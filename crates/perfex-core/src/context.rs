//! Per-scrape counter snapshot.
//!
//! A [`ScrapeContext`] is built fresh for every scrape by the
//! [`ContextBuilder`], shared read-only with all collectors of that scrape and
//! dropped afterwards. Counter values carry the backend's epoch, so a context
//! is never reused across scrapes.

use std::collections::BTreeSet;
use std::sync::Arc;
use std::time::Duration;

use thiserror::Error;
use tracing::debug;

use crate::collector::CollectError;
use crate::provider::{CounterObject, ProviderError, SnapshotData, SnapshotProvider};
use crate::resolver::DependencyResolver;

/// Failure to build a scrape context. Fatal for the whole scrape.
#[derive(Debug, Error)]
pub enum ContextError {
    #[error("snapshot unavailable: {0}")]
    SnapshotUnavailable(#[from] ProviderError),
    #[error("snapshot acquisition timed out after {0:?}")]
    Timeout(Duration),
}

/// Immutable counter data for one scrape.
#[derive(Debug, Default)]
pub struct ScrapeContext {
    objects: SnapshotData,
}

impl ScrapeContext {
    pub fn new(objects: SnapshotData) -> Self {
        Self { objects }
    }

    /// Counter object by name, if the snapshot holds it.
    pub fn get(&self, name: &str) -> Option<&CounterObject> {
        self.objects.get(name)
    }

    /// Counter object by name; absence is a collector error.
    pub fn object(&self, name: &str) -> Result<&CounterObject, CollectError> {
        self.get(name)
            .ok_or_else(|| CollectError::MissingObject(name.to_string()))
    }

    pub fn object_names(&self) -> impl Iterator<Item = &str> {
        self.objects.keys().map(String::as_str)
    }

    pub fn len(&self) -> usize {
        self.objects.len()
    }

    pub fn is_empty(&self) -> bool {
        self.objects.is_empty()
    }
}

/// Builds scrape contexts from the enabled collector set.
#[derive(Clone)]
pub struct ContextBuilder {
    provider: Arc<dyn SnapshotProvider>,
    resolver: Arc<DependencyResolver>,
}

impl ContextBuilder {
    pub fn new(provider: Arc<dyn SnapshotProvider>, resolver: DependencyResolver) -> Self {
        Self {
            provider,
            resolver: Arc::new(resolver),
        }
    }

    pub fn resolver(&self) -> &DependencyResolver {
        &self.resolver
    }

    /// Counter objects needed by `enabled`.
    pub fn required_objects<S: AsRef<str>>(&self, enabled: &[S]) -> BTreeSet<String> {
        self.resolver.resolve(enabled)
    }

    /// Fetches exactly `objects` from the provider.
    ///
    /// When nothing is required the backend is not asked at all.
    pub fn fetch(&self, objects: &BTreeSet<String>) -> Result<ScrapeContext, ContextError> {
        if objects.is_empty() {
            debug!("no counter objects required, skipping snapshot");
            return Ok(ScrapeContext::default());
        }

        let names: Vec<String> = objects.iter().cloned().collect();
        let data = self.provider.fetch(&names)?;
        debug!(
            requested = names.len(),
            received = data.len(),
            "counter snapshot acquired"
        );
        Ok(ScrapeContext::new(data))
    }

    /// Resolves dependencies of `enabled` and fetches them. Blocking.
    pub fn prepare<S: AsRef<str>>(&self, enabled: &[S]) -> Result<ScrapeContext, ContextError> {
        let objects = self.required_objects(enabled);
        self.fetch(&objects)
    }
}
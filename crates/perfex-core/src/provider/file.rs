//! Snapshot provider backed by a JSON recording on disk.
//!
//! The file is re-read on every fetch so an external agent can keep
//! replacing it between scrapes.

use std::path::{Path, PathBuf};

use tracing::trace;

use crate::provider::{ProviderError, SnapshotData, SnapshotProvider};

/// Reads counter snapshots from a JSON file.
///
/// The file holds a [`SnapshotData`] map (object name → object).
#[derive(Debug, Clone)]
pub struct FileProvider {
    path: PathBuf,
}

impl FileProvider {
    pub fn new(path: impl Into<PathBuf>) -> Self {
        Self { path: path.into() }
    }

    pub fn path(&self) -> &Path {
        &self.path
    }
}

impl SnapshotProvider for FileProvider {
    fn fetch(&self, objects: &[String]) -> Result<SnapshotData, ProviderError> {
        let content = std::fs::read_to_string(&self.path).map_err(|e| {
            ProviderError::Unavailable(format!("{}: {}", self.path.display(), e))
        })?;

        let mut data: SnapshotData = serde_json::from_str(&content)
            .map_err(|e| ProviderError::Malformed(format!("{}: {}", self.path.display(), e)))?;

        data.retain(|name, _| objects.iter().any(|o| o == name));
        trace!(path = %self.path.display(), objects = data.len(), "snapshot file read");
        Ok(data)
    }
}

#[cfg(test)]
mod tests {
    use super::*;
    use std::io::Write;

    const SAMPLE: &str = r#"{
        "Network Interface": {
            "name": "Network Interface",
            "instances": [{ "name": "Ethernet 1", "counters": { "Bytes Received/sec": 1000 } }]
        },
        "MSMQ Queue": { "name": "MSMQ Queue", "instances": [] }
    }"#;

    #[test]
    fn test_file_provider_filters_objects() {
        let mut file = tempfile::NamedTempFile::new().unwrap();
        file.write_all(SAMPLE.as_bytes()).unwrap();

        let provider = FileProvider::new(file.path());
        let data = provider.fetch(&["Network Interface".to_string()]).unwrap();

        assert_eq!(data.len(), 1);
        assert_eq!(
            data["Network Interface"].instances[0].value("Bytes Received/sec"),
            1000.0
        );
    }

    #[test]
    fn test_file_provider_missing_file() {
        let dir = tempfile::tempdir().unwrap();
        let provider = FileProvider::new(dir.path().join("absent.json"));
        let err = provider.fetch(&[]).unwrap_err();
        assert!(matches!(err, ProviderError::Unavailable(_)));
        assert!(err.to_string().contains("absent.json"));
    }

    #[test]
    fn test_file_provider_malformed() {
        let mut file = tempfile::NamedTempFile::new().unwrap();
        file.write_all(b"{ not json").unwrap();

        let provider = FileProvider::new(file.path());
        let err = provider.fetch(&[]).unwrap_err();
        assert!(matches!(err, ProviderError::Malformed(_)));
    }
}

* _Your task_: Please give an exact restatement of only the lines from the beginning of the material above to the line with "that scrape and", inclusive.

* _Solution below_:
filename crates/perfex-core/src/context.rs
//! Per-scrape counter snapshot.
//!
//! A [`ScrapeContext`] is built fresh for every scrape by the
//! [`ContextBuilder`], shared read-only with all collectors of that scrape and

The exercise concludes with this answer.